她選擇了康奈爾大學,當時僅有的幾個開遺傳學課的大學之一,開始學習鑽研。大學期間,男性的騷擾讓她心煩,覺得在浪費生命。她從那時就已習慣不依賴於他人的生活,並厭煩人際間的紛擾,拒絕一切社交活動,並決定一輩子單身。而她的朋友們,卻都一致讚許她的女性化。1927年,她在康奈爾大學農學院參與博士後研究,以玉米為材料,研究連鎖基因和染色體的交換。從那時起,她找到了自己的終身伴侶——玉米。
堅信自己的認知
從開始科研的最初,芭芭拉就在研究所和實驗室,被公認為具有極好的素養和技巧,是行業中首屈一指的專家。但是,她的發現總是讓人不知所措,不知道應該讚同還是應該反對。新發現有時不是不對,也不一定是不重要,而是人們不知道如何將它嵌入現有知識的牆上。

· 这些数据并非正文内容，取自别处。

use serde::Serialize;
use thiserror::Error;

use crate::shared::time_span::TimeSpan;

#[derive(Error, Debug, Clone, PartialEq, Eq)]
pub enum WindowPlanError {
    #[error("fragment duration must be greater than zero")]
    ZeroFragment,
}

/// One fixed-duration slice `[start, end)` of the source video, in whole
/// seconds. `index` is the window's position in chronological order.
#[derive(Clone, Copy, Debug, PartialEq, Eq, Hash, Serialize)]
pub struct SegmentWindow {
    pub index: usize,
    pub start: u64,
    pub end: u64,
}

impl SegmentWindow {
    pub fn duration(&self) -> u64 {
        self.end - self.start
    }

    pub fn span(&self) -> TimeSpan {
        TimeSpan::new(self.start as f64, self.end as f64)
    }
}

impl std::fmt::Display for SegmentWindow {
    fn fmt(&self, f: &mut std::fmt::Formatter<'_>) -> std::fmt::Result {
        write!(f, "#{} [{}s, {}s)", self.index, self.start, self.end)
    }
}

/// Partitions `[0, duration_secs)` into contiguous windows of
/// `fragment_secs`, clipping the last one to the total duration.
pub fn plan_windows(
    duration_secs: u64,
    fragment_secs: u64,
) -> Result<Vec<SegmentWindow>, WindowPlanError> {
    if fragment_secs == 0 {
        return Err(WindowPlanError::ZeroFragment);
    }

    Ok((0..duration_secs)
        .step_by(fragment_secs as usize)
        .enumerate()
        .map(|(index, start)| SegmentWindow {
            index,
            start,
            end: (start + fragment_secs).min(duration_secs),
        })
        .collect())
}
/// Default window length for segmentation, in seconds.
pub const DEFAULT_FRAGMENT_SECONDS: u64 = 5;

/// Default frame rate of the rendered GIFs.
pub const DEFAULT_GIF_FPS: u32 = 10;

/// Sample rate used for extracted clips and recognizer input.
pub const CANONICAL_SAMPLE_RATE: u32 = 16000;

pub const WHISPER_MODEL_NAME: &str = "ggml-tiny.en.bin";
pub const WHISPER_MODEL_URL: &str =
    "https://huggingface.co/ggerganov/whisper.cpp/resolve/main/ggml-tiny.en.bin";

/// Request timeout for remote transcription services, in seconds.
pub const DEFAULT_TRANSCRIBE_TIMEOUT_SECS: u64 = 30;

pub const ARTIFACT_EXTENSION: &str = "gif";
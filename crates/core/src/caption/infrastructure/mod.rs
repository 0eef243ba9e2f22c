pub mod bitmap_text;
pub mod gif_caption_renderer;
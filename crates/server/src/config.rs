//! Server configuration, read from the environment (and `.env`).

use std::env;
use std::path::PathBuf;
use std::time::Duration;

use gifscribe_core::audio::infrastructure::http_transcriber::HttpTranscriberConfig;
use gifscribe_core::audio::infrastructure::transcriber_factory::{
    TranscriberKind, TranscriberSettings,
};
use gifscribe_core::pipeline::pipeline_config::FailurePolicy;
use gifscribe_core::shared::constants::{
    DEFAULT_FRAGMENT_SECONDS, DEFAULT_GIF_FPS, DEFAULT_TRANSCRIBE_TIMEOUT_SECS,
};
use thiserror::Error;

pub const DEFAULT_MAX_CONCURRENT_JOBS: usize = 2;

#[derive(Error, Debug, PartialEq, Eq)]
pub enum ConfigError {
    #[error("invalid {name}={value}: {reason}")]
    Invalid {
        name: &'static str,
        value: String,
        reason: String,
    },
    #[error("{0} must be set when TRANSCRIBER=http")]
    Missing(&'static str),
}

#[derive(Clone, Debug)]
pub struct ServerConfig {
    /// HTTP server bind address
    pub addr: String,
    /// HTTP server port
    pub port: String,
    /// Where uploads are spooled while a job runs
    pub upload_dir: PathBuf,
    /// Where rendered GIFs are written and served from
    pub output_dir: PathBuf,
    pub fragment_seconds: u64,
    pub gif_fps: u32,
    pub max_concurrent_jobs: usize,
    pub failure_policy: FailurePolicy,
    pub transcriber: TranscriberSettings,
}

impl ServerConfig {
    /// Load configuration from environment variables.
    pub fn from_env() -> Result<Self, ConfigError> {
        dotenv::dotenv().ok();
        Self::from_lookup(|name| env::var(name).ok())
    }

    /// Builds the configuration from any variable source.
    pub fn from_lookup<F>(lookup: F) -> Result<Self, ConfigError>
    where
        F: Fn(&str) -> Option<String>,
    {
        let var = |name: &str, default: &str| lookup(name).unwrap_or_else(|| default.to_string());

        let fragment_seconds: u64 = parse(
            "FRAGMENT_SECONDS",
            lookup("FRAGMENT_SECONDS"),
            DEFAULT_FRAGMENT_SECONDS,
        )?;
        if fragment_seconds == 0 {
            return Err(invalid("FRAGMENT_SECONDS", "0", "must be at least 1"));
        }
        let gif_fps: u32 = parse("GIF_FPS", lookup("GIF_FPS"), DEFAULT_GIF_FPS)?;
        if !(1..=50).contains(&gif_fps) {
            return Err(invalid("GIF_FPS", &gif_fps.to_string(), "must be between 1 and 50"));
        }
        let max_concurrent_jobs: usize = parse(
            "MAX_CONCURRENT_JOBS",
            lookup("MAX_CONCURRENT_JOBS"),
            DEFAULT_MAX_CONCURRENT_JOBS,
        )?;
        if max_concurrent_jobs == 0 {
            return Err(invalid("MAX_CONCURRENT_JOBS", "0", "must be at least 1"));
        }

        let failure_policy = match lookup("FAILURE_POLICY") {
            Some(value) => value
                .parse()
                .map_err(|reason: String| invalid("FAILURE_POLICY", &value, &reason))?,
            None => FailurePolicy::default(),
        };

        let kind = match lookup("TRANSCRIBER") {
            Some(value) => value
                .parse()
                .map_err(|reason: String| invalid("TRANSCRIBER", &value, &reason))?,
            None => TranscriberKind::Whisper,
        };
        let language = var("TRANSCRIBE_LANGUAGE", "en");
        let transcriber = match kind {
            TranscriberKind::Whisper => TranscriberSettings::Whisper {
                model_path: lookup("WHISPER_MODEL").map(PathBuf::from),
                language,
            },
            TranscriberKind::Http => {
                let url = lookup("TRANSCRIBE_URL").ok_or(ConfigError::Missing("TRANSCRIBE_URL"))?;
                let timeout_secs: u64 = parse(
                    "TRANSCRIBE_TIMEOUT_SECS",
                    lookup("TRANSCRIBE_TIMEOUT_SECS"),
                    DEFAULT_TRANSCRIBE_TIMEOUT_SECS,
                )?;
                TranscriberSettings::Http(HttpTranscriberConfig {
                    url,
                    model: var("TRANSCRIBE_MODEL", "whisper-1"),
                    api_key: lookup("TRANSCRIBE_API_KEY"),
                    language: Some(language),
                    timeout: Duration::from_secs(timeout_secs.max(1)),
                })
            }
        };

        Ok(Self {
            addr: var("ADDR", "127.0.0.1"),
            port: var("PORT", "3000"),
            upload_dir: PathBuf::from(var("UPLOAD_DIR", "uploads")),
            output_dir: PathBuf::from(var("OUTPUT_DIR", "output")),
            fragment_seconds,
            gif_fps,
            max_concurrent_jobs,
            failure_policy,
            transcriber,
        })
    }

    pub fn bind_address(&self) -> String {
        format!("{}:{}", self.addr, self.port)
    }
}

fn parse<T>(name: &'static str, value: Option<String>, default: T) -> Result<T, ConfigError>
where
    T: std::str::FromStr,
    T::Err: std::fmt::Display,
{
    match value {
        Some(raw) => raw
            .trim()
            .parse()
            .map_err(|e: T::Err| invalid(name, &raw, &e.to_string())),
        None => Ok(default),
    }
}

fn invalid(name: &'static str, value: &str, reason: &str) -> ConfigError {
    ConfigError::Invalid {
        name,
        value: value.to_string(),
        reason: reason.to_string(),
    }
}
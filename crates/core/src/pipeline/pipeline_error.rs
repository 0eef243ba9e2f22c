use thiserror::Error;

use crate::audio::domain::transcriber::TranscriptionError;
use crate::caption::domain::caption_renderer::RenderError;
use crate::segmentation::domain::segment_window::SegmentWindow;
use crate::video::domain::decode_error::DecodeError;

use super::artifact::Artifact;

/// Why a single window could not be turned into an artifact.
#[derive(Error, Debug)]
pub enum WindowError {
    #[error("audio extraction failed: {0}")]
    Extraction(#[source] DecodeError),
    #[error("transcription failed: {0}")]
    Transcription(#[source] TranscriptionError),
    #[error("rendering failed: {0}")]
    Render(#[source] RenderError),
}

#[derive(Error, Debug)]
pub enum PipelineError {
    #[error("fragment duration must be greater than zero")]
    InvalidFragment,
    #[error("cannot read video: {0}")]
    Decode(#[from] DecodeError),
    #[error("window {window} failed: {source}")]
    Window {
        window: SegmentWindow,
        #[source]
        source: WindowError,
        completed: Vec<Artifact>,
    },
    #[error("cancelled after {} completed windows", .completed.len())]
    Cancelled { completed: Vec<Artifact> },
    #[error(transparent)]
    Io(#[from] std::io::Error),
}

impl PipelineError {
    /// Artifacts finished before the run stopped.
    pub fn completed(&self) -> &[Artifact] {
        match self {
            PipelineError::Window { completed, .. } | PipelineError::Cancelled { completed } => {
                completed
            }
            _ => &[],
        }
    }
}
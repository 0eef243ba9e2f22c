use std::path::Path;

use super::decode_error::DecodeError;
use crate::audio::domain::audio_clip::AudioClip;
use crate::shared::time_span::TimeSpan;

/// Writes the audio of a video (or of one span of it) to a waveform file
/// the transcribers can consume.
pub trait AudioExtractor: Send {
    /// Returns `Ok(None)` and writes nothing when the video has no audio track.
    fn extract(
        &self,
        video_path: &Path,
        span: Option<TimeSpan>,
        audio_out_path: &Path,
    ) -> Result<Option<AudioClip>, DecodeError>;
}
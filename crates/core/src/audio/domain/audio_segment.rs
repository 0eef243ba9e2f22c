/// A segment of decoded audio: interleaved PCM samples normalized to [-1.0, 1.0].
#[derive(Clone, Debug)]
pub struct AudioSegment {
    samples: Vec<f32>,
    sample_rate: u32,
    channels: u16,
}

impl AudioSegment {
    pub fn new(samples: Vec<f32>, sample_rate: u32, channels: u16) -> Self {
        Self {
            samples,
            sample_rate,
            channels,
        }
    }

    pub fn samples(&self) -> &[f32] {
        &self.samples
    }

    pub fn sample_rate(&self) -> u32 {
        self.sample_rate
    }

    pub fn channels(&self) -> u16 {
        self.channels
    }

    pub fn duration(&self) -> f64 {
        self.samples.len() as f64 / (self.sample_rate as f64 * self.channels as f64)
    }

    /// Index of the first interleaved sample at `time` seconds, aligned to a
    /// channel frame boundary.
    pub fn sample_index_at_time(&self, time: f64) -> usize {
        let frames = (time.max(0.0) * self.sample_rate as f64) as usize;
        frames * self.channels as usize
    }

    /// Keeps only the samples in `[start, end)` seconds, relative to the
    /// segment's first sample. Out-of-range bounds are clamped.
    pub fn trim(&mut self, start: f64, end: f64) {
        let len = self.samples.len();
        let from = self.sample_index_at_time(start).min(len);
        let to = self.sample_index_at_time(end).clamp(from, len);
        self.samples.truncate(to);
        self.samples.drain(..from);
    }

    /// Root-mean-square level, 0.0 for an empty segment.
    pub fn rms(&self) -> f32 {
        if self.samples.is_empty() {
            return 0.0;
        }
        let sum: f64 = self.samples.iter().map(|s| (*s as f64).powi(2)).sum();
        (sum / self.samples.len() as f64).sqrt() as f32
    }
}
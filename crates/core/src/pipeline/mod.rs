pub mod artifact;
pub mod caption_video_use_case;
pub mod pipeline_config;
pub mod pipeline_error;
pub mod pipeline_factory;
pub mod pipeline_logger;
pub mod progress;
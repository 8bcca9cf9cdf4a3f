//! Core value types of a serving pass.
//!
//! Sources, constants and the output specification are built once at setup
//! and stay read-only while tiles stream. Patch batches are transient: one per
//! source and tile, consumed by the inference runner and dropped.

use crate::core::error::SourceIndex;
use crate::core::raster::RasterSource;
use crate::core::region::Size2D;
use indexmap::IndexMap;
use ndarray::Array4;
use serde::{Deserialize, Serialize};
use std::fmt;
use std::sync::Arc;

/// One input source: a stacked raster, its field of view, and the graph
/// placeholder its patches are fed to.
#[derive(Clone)]
pub struct SourceBundle {
    /// Region-addressed raster (possibly a band stack).
    pub image: Arc<dyn RasterSource>,
    /// Field of view, in source pixels.
    pub patch_size: Size2D,
    /// Name of the graph input tensor.
    pub placeholder: String,
}

impl SourceBundle {
    /// Create a new bundle.
    pub fn new(image: Arc<dyn RasterSource>, patch_size: Size2D, placeholder: impl Into<String>) -> Self {
        Self {
            image,
            patch_size,
            placeholder: placeholder.into(),
        }
    }

    /// Number of bands the source feeds per pixel.
    pub fn channels(&self) -> usize {
        self.image.info().bands
    }
}

impl fmt::Debug for SourceBundle {
    fn fmt(&self, f: &mut fmt::Formatter<'_>) -> fmt::Result {
        f.debug_struct("SourceBundle")
            .field("image", &self.image.description())
            .field("patch_size", &self.patch_size)
            .field("placeholder", &self.placeholder)
            .finish()
    }
}

/// Ordered mapping from source index to bundle.
///
/// Every per-tile step iterates this mapping in index order, which keeps
/// placeholder binding deterministic.
#[derive(Debug, Clone, Default)]
pub struct SourceSet {
    bundles: IndexMap<SourceIndex, SourceBundle>,
}

impl SourceSet {
    /// Create an empty set.
    pub fn new() -> Self {
        Self::default()
    }

    /// Append a bundle and return its index.
    pub fn push(&mut self, bundle: SourceBundle) -> SourceIndex {
        let index = SourceIndex(self.bundles.len());
        self.bundles.insert(index, bundle);
        index
    }

    /// Builder-style append.
    pub fn with_source(mut self, bundle: SourceBundle) -> Self {
        self.push(bundle);
        self
    }

    /// Get a bundle by index.
    pub fn get(&self, index: SourceIndex) -> Option<&SourceBundle> {
        self.bundles.get(&index)
    }

    /// Iterate bundles in index order.
    pub fn iter(&self) -> impl Iterator<Item = (SourceIndex, &SourceBundle)> {
        self.bundles.iter().map(|(index, bundle)| (*index, bundle))
    }

    /// Number of sources.
    pub fn len(&self) -> usize {
        self.bundles.len()
    }

    /// Check if no source is configured.
    pub fn is_empty(&self) -> bool {
        self.bundles.is_empty()
    }
}

/// How one graph invocation relates input patches to output pixels.
#[derive(Debug, Clone, Copy, PartialEq, Eq, Hash, Default, Serialize, Deserialize)]
#[serde(rename_all = "snake_case")]
pub enum InferenceMode {
    /// Each patch produces exactly one FOE-sized output block.
    #[default]
    PatchBased,
    /// One pass consumes a whole input region and yields the whole output region.
    FullyConvolutional,
}

impl InferenceMode {
    /// Mode from the `fully convolutional` flag.
    pub fn from_flag(fully_convolutional: bool) -> Self {
        if fully_convolutional {
            InferenceMode::FullyConvolutional
        } else {
            InferenceMode::PatchBased
        }
    }
}

/// What to fetch from the graph and how it maps onto the output grid.
#[derive(Debug, Clone, PartialEq, Serialize, Deserialize)]
pub struct OutputSpec {
    /// Output tensor names; their order is the output band order.
    pub names: Vec<String>,
    /// Output pixel size divided by input pixel size.
    pub spacing_scale: f64,
    /// Output pixels produced per graph invocation (field of expression).
    pub foe: Size2D,
    /// Patch-based or fully convolutional inference.
    pub mode: InferenceMode,
}

impl Default for OutputSpec {
    fn default() -> Self {
        Self {
            names: Vec::new(),
            spacing_scale: 1.0,
            foe: Size2D::square(1),
            mode: InferenceMode::PatchBased,
        }
    }
}

impl OutputSpec {
    /// Spec fetching the given tensors with default geometry.
    pub fn new<I, S>(names: I) -> Self
    where
        I: IntoIterator<Item = S>,
        S: Into<String>,
    {
        Self {
            names: names.into_iter().map(Into::into).collect(),
            ..Self::default()
        }
    }

    /// Set the spacing scale.
    pub fn with_spacing_scale(mut self, scale: f64) -> Self {
        self.spacing_scale = scale;
        self
    }

    /// Set the field of expression.
    pub fn with_foe(mut self, width: u32, height: u32) -> Self {
        self.foe = Size2D::new(width, height);
        self
    }

    /// Set the inference mode.
    pub fn with_mode(mut self, mode: InferenceMode) -> Self {
        self.mode = mode;
        self
    }
}

/// Declared type of a user placeholder.
#[derive(Debug, Clone, Copy, PartialEq, Eq, Hash, Serialize, Deserialize)]
#[serde(rename_all = "lowercase")]
pub enum ScalarType {
    /// 32-bit signed integer.
    Int,
    /// 32-bit float.
    Float,
    /// Boolean.
    Bool,
}

impl fmt::Display for ScalarType {
    fn fmt(&self, f: &mut fmt::Formatter<'_>) -> fmt::Result {
        let name = match self {
            ScalarType::Int => "int",
            ScalarType::Float => "float",
            ScalarType::Bool => "bool",
        };
        f.write_str(name)
    }
}

/// A single scalar value fed to a placeholder.
#[derive(Debug, Clone, Copy, PartialEq, Serialize, Deserialize)]
#[serde(tag = "type", content = "value", rename_all = "lowercase")]
pub enum ScalarValue {
    /// Integer value.
    Int(i32),
    /// Float value.
    Float(f32),
    /// Boolean value.
    Bool(bool),
}

impl ScalarValue {
    /// Declared type of the value.
    pub fn scalar_type(&self) -> ScalarType {
        match self {
            ScalarValue::Int(_) => ScalarType::Int,
            ScalarValue::Float(_) => ScalarType::Float,
            ScalarValue::Bool(_) => ScalarType::Bool,
        }
    }
}

impl fmt::Display for ScalarValue {
    fn fmt(&self, f: &mut fmt::Formatter<'_>) -> fmt::Result {
        match self {
            ScalarValue::Int(v) => write!(f, "{} (int)", v),
            ScalarValue::Float(v) => write!(f, "{} (float)", v),
            ScalarValue::Bool(v) => write!(f, "{} (bool)", v),
        }
    }
}

/// A constant placeholder, identical for every tile.
#[derive(Debug, Clone, PartialEq, Serialize, Deserialize)]
pub struct ConstantPlaceholder {
    /// Graph input tensor name.
    pub name: String,
    /// Value bound to it.
    pub value: ScalarValue,
}

impl ConstantPlaceholder {
    /// Create a new constant.
    pub fn new(name: impl Into<String>, value: ScalarValue) -> Self {
        Self {
            name: name.into(),
            value,
        }
    }
}

/// Patches extracted from one source for one tile, in NHWC layout.
#[derive(Debug, Clone)]
pub struct PatchBatch {
    /// Source the patches come from.
    pub source_index: SourceIndex,
    /// Placeholder the batch is bound to.
    pub placeholder: String,
    /// `[patches, patch_height, patch_width, channels]`.
    pub data: Array4<f32>,
}

impl PatchBatch {
    /// Number of patches in the batch.
    pub fn len(&self) -> usize {
        self.data.shape()[0]
    }

    /// Check if the batch holds no patch.
    pub fn is_empty(&self) -> bool {
        self.len() == 0
    }

    /// Shape of a single patch as `(height, width, channels)`.
    pub fn patch_shape(&self) -> (usize, usize, usize) {
        let shape = self.data.shape();
        (shape[1], shape[2], shape[3])
    }
}

#[cfg(test)]
mod tests {
    use super::*;
    use crate::core::raster::MemoryRaster;

    fn bundle(name: &str) -> SourceBundle {
        SourceBundle::new(
            Arc::new(MemoryRaster::from_fn(8, 8, 3, |_, _, _| 0.0)),
            Size2D::square(4),
            name,
        )
    }

    #[test]
    fn test_source_set_indices_follow_insertion_order() {
        let mut sources = SourceSet::new();
        assert_eq!(sources.push(bundle("x1")), SourceIndex(0));
        assert_eq!(sources.push(bundle("x2")), SourceIndex(1));

        let names: Vec<_> = sources.iter().map(|(i, b)| (i.0, b.placeholder.clone())).collect();
        assert_eq!(names, vec![(0, "x1".to_string()), (1, "x2".to_string())]);
        assert_eq!(sources.get(SourceIndex(1)).unwrap().channels(), 3);
    }

    #[test]
    fn test_output_spec_builder() {
        let spec = OutputSpec::new(["a", "b"])
            .with_spacing_scale(0.5)
            .with_foe(2, 4)
            .with_mode(InferenceMode::from_flag(true));

        assert_eq!(spec.names, vec!["a", "b"]);
        assert_eq!(spec.foe, Size2D::new(2, 4));
        assert_eq!(spec.mode, InferenceMode::FullyConvolutional);
    }

    #[test]
    fn test_scalar_value_types() {
        assert_eq!(ScalarValue::Int(3).scalar_type(), ScalarType::Int);
        assert_eq!(ScalarValue::Bool(false).to_string(), "false (bool)");
    }
}
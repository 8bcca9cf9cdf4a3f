//! # patchserve - Tiled patch-based model serving
//!
//! patchserve applies a trained graph to arbitrarily large rasters. Each
//! source image contributes patches centred on the same geographic
//! location; the graph turns every group of patches into one or more output
//! pixels; the results are reassembled into an output raster. Outputs are
//! produced tile by tile so memory stays bounded by the tile size, not by
//! the image size.
//!
//! ## Features
//!
//! - **Multi-source**: any number of co-registered sources, each with its own
//!   field of view and resolution
//! - **Patch-based or fully convolutional**: one run per patch batch, or one
//!   run per tile
//! - **Streaming**: tiles are mapped, extracted, run and assembled on demand
//! - **Parallel tiles**: independent tiles can be processed concurrently
//! - **Validation**: placeholders, geometry and tensor shapes are checked
//!   before any tile is computed
//!
//! ## Quick Start
//!
//! ```rust,ignore
//! use patchserve::prelude::*;
//!
//! let config = ServeConfig::load("serve.toml")?;
//! let host = default_host()?;
//! let server = ModelServer::from_config(&config, host.as_ref())?;
//!
//! let mut sink = TiffSink::new(&config.output.path);
//! let report = server.serve(&mut sink)?;
//! println!("{} tiles written", report.tiles);
//! ```
//!
//! ## Architecture
//!
//! - [`core`]: regions, rasters, sources, errors and configuration
//! - [`model`]: the opaque graph session capability
//! - [`execution`]: region mapping, patch extraction, inference, assembly
//!   and tile streaming
//! - [`validation`]: multi-stage validation of a serving setup
//! - [`io`]: TIFF and image file readers, GeoTIFF writer

#![warn(missing_docs)]
#![warn(clippy::all)]

pub mod core;
pub mod execution;
pub mod io;
pub mod model;
pub mod validation;

/// Prelude module for convenient imports.
///
/// Import everything commonly needed with:
/// ```rust,ignore
/// use patchserve::prelude::*;
/// ```
pub mod prelude {
    // Geometry and rasters
    pub use crate::core::raster::{
        GeoTransform, MemoryRaster, RasterInfo, RasterSource, RegionBuffer, StackedSource,
    };
    pub use crate::core::region::{ImageRegion, Size2D};
    pub use crate::core::sink::{MemorySink, RasterSink};

    // Serving setup
    pub use crate::core::config::{OutputConfig, ServeConfig, SourceConfig, TilingConfig};
    pub use crate::core::expression::parse_expression;
    pub use crate::core::types::{
        ConstantPlaceholder, InferenceMode, OutputSpec, PatchBatch, ScalarType, ScalarValue,
        SourceBundle, SourceSet,
    };

    // Errors
    pub use crate::core::error::{
        ConfigError, ExecutionError, ModelLoadError, RasterError, ServeError, ServeResult,
        SourceIndex, Stage, ValidationReport, ValidationWarning,
    };

    // Model
    pub use crate::model::{
        default_host, FeedValue, GraphInfo, GraphSession, GraphSessionHost, SessionError,
        SessionOutputs, TensorInfo,
    };

    // Validation
    pub use crate::validation::{
        GeometryValidation, PlaceholderValidation, ServeSetup, TensorValidation,
        ValidationPipeline, ValidationStage,
    };

    // Execution
    pub use crate::execution::engine::ModelServer;
    pub use crate::execution::mapper::{compute_geometry, RegionMapper, ServeGeometry};
    pub use crate::execution::progress::{CancelHandle, ProgressCallback, ProgressTracker, ProgressUpdate};
    pub use crate::execution::splitter::{plan_tiles, TilePlan};
    pub use crate::execution::streaming::{
        StreamReport, StreamState, StreamingController, StreamingOptions,
    };

    // I/O
    pub use crate::io::{open_raster, open_sources, TiffSink, TiffSource};
}

/// Library version.
pub const VERSION: &str = env!("CARGO_PKG_VERSION");

/// Library name.
pub const NAME: &str = env!("CARGO_PKG_NAME");

#[cfg(test)]
mod tests {
    use super::prelude::*;

    #[test]
    fn test_version() {
        assert!(!super::VERSION.is_empty());
        assert_eq!(super::NAME, "patchserve");
    }

    #[test]
    fn test_geometry_from_prelude() {
        let image: std::sync::Arc<dyn RasterSource> =
            std::sync::Arc::new(MemoryRaster::from_fn(10, 10, 1, |_, _, _| 0.0));
        let sources = SourceSet::new().with_source(SourceBundle::new(image, Size2D::square(4), "x"));
        let geometry = compute_geometry(&sources, &OutputSpec::new(["y"])).unwrap();
        assert_eq!(geometry.output_region().size(), Size2D::square(7));
    }

    #[test]
    fn test_default_pipeline_stages() {
        let pipeline = ValidationPipeline::default();
        assert_eq!(
            pipeline.stage_names(),
            vec![
                "Placeholder Validation",
                "Geometry Validation",
                "Tensor Validation"
            ]
        );
    }
}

她的一些奇特的念頭在今天聽來也很有趣。在說到事物的一體性的時候,她表示:“基本上,萬物是合一的,你沒有辦法在事物之間劃出一條分界線。我們所做的,隻不過是一些細分工作而已,但它們並不是真的。在我們的教育體製裏,充滿了人工的細密畫分,它們根本不應該存在。我想,或許詩人會更懂這種事吧,雖然我並不讀詩。”她說,“植物的細胞是有思想的”,果然,科學家現在發現,植物不但能通過釋放特殊氣體進行彼此間以及與昆蟲的交流,它們還能通過細胞的結構式,進行歐幾裏德幾何學計算,就像是個斤斤計較的老板,連最小的錯誤在幾個月內也記得一清二楚。
1951年,芭芭拉第一次公布她的發現就遭受挫折。她當時提出的基因在染色體間轉換的設想,違反了那時所有權威的科學結論。權威認為,基因的遺傳是固定不變的。而且她的研究手段——光學顯微鏡也顯得過時,完全不可以同使用X光的分子生物學相提並論。同行們的反應,隻不過是批評和沉默的混合。在其後的一些年裏,許多權威人士甚至拒絕再次給她機會發表,批評她理論的不合理性。
美國的學術自由氣氛,拯救了這位天才。即使在多年(十幾年甚至二十幾年)眾口鑠金的反對聲中,芭芭拉仍然可以堅持自己的理念,繼續不斷地獲得資助和研究合作。她去過中南美洲,在土著人的協助下,研究玉米的發展。她也幫助年輕的科學家和學生,從事遺傳學的傳播和研究。1970年,美國政府授予她最高的科學榮譽——國家科學獎。
直到七十年代,新的分子生物學肯定了芭芭拉用肉眼觀察的發現,轉基因理論才開始產生作用,比如應用於癌症研究。1983年,在她的成果麵世32年後,科學界才承認了她的貢獻。芭芭拉還是幸運的,她在自己的有生之年,看到了她發現的結論,也被其他的人承認。
結語
芭芭拉關於轉基因的發現,改變了世界。這些發現傳遞到各個領域,帶來了新的發現,比如,轉基因可使細菌的抗藥性傳給鄰近的細菌,可參與癌細胞的轉型,可參與細胞的分化,等等。現代的生物學、遺傳學、醫藥化學都從中受益,發生質的飛躍。
她的影響和貢獻還不僅於此。她說過一句讓人深思的話,“我的發現隻不過是尊重我看到的事物的本來麵目,並非由於想要去發現它。”這對於所有打算投身於學術研究的後人,都很有啟示意義。
作為一個女人,特立獨行也許並非她個人的福。但是作為一個社會,讓那些特立獨行的男男女女們走各自的路,將是對每一個人以及他們的後代的福。